Requirement ▸
What is the count of lines in the material below that hold "index"? Answer with only that number.
==*==
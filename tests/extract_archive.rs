//! Extraction of result archives into an article's markup folder.

mod common;

use common::zip_bytes;
use markup_gateway::pipeline::extract::{extract, DEFAULT_ALLOW_LIST};
use markup_gateway::{ExtractWarning, MarkupError};
use std::path::Path;

fn write_zip(dir: &Path, entries: &[(&str, &[u8])]) -> std::path::PathBuf {
    let path = dir.join("document.zip");
    std::fs::write(&path, zip_bytes(entries)).unwrap();
    path
}

#[test]
fn epub_is_extracted_when_present() {
    let dir = tempfile::tempdir().unwrap();
    let zip = write_zip(
        dir.path(),
        &[("document.xml", b"<article/>"), ("document.epub", b"PK epub")],
    );
    let dest = dir.path().join("markup");

    let result = extract(&zip, &dest, DEFAULT_ALLOW_LIST).unwrap();
    assert!(result.contains(&dest, "document.epub"));
    assert!(dest.join("document.epub").is_file());
    assert!(result.warnings.is_empty());
}

#[test]
fn missing_epub_is_not_an_error() {
    let dir = tempfile::tempdir().unwrap();
    let zip = write_zip(dir.path(), &[("document.xml", b"<article/>")]);
    let dest = dir.path().join("markup");

    let result = extract(&zip, &dest, DEFAULT_ALLOW_LIST).unwrap();
    assert_eq!(result.files, vec![dest.join("document.xml")]);
    assert!(!dest.join("document.epub").exists());
}

#[test]
fn narrower_allow_list_keeps_images() {
    let dir = tempfile::tempdir().unwrap();
    let zip = write_zip(
        dir.path(),
        &[
            ("document.xml", b"<article/>"),
            ("document.html", b"<html/>"),
            ("media/fig2.jpg", b"jpg"),
        ],
    );
    let dest = dir.path().join("markup");

    let result = extract(&zip, &dest, &["document.xml"]).unwrap();
    assert!(dest.join("document.xml").is_file());
    assert!(!dest.join("document.html").exists());
    assert!(dest.join("media/fig2.jpg").is_file());
    assert_eq!(result.files.len(), 2);
}

#[test]
fn nested_html_bundle_is_unpacked_and_removed() {
    let dir = tempfile::tempdir().unwrap();
    let bundle = zip_bytes(&[("index.html", b"<html/>"), ("style/site.css", b"body{}")]);
    let zip = write_zip(
        dir.path(),
        &[("document.xml", b"<article/>"), ("html.zip", &bundle)],
    );
    let dest = dir.path().join("markup");
    std::fs::create_dir_all(dest.join("html")).unwrap();
    std::fs::write(dest.join("html/old.html"), b"old").unwrap();

    let result = extract(&zip, &dest, DEFAULT_ALLOW_LIST).unwrap();
    assert!(dest.join("html/index.html").is_file());
    assert!(dest.join("html/style/site.css").is_file());
    assert!(!dest.join("html/old.html").exists());
    assert!(!dest.join("html.zip").exists());
    assert!(!result.files.contains(&dest.join("html.zip")));
}

#[test]
fn broken_nested_bundle_is_kept_with_a_warning() {
    let dir = tempfile::tempdir().unwrap();
    let zip = write_zip(
        dir.path(),
        &[("document.xml", b"<article/>"), ("html.zip", b"not a zip")],
    );
    let dest = dir.path().join("markup");

    let result = extract(&zip, &dest, DEFAULT_ALLOW_LIST).unwrap();
    assert!(dest.join("html.zip").is_file());
    assert!(matches!(
        result.warnings.as_slice(),
        [ExtractWarning::NestedArchive { .. }]
    ));
}

#[test]
fn traversal_entries_are_skipped() {
    let dir = tempfile::tempdir().unwrap();
    let zip = write_zip(
        dir.path(),
        &[("../escape.png", b"png"), ("document.xml", b"<article/>")],
    );
    let dest = dir.path().join("markup");

    let result = extract(&zip, &dest, DEFAULT_ALLOW_LIST).unwrap();
    assert!(!dir.path().join("escape.png").exists());
    assert!(matches!(
        result.warnings.as_slice(),
        [ExtractWarning::UnsafeEntry { name }] if name == "../escape.png"
    ));
}

#[test]
fn garbage_archive_leaves_destination_untouched() {
    let dir = tempfile::tempdir().unwrap();
    let zip = dir.path().join("document.zip");
    std::fs::write(&zip, b"definitely not a zip file").unwrap();
    let dest = dir.path().join("markup");
    std::fs::create_dir_all(&dest).unwrap();
    std::fs::write(dest.join("document.html"), b"previous").unwrap();

    let err = extract(&zip, &dest, DEFAULT_ALLOW_LIST).unwrap_err();
    assert!(matches!(err, MarkupError::CorruptArchive { .. }));
    assert_eq!(std::fs::read(dest.join("document.html")).unwrap(), b"previous");
}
==*==
Exercise answer ▸
2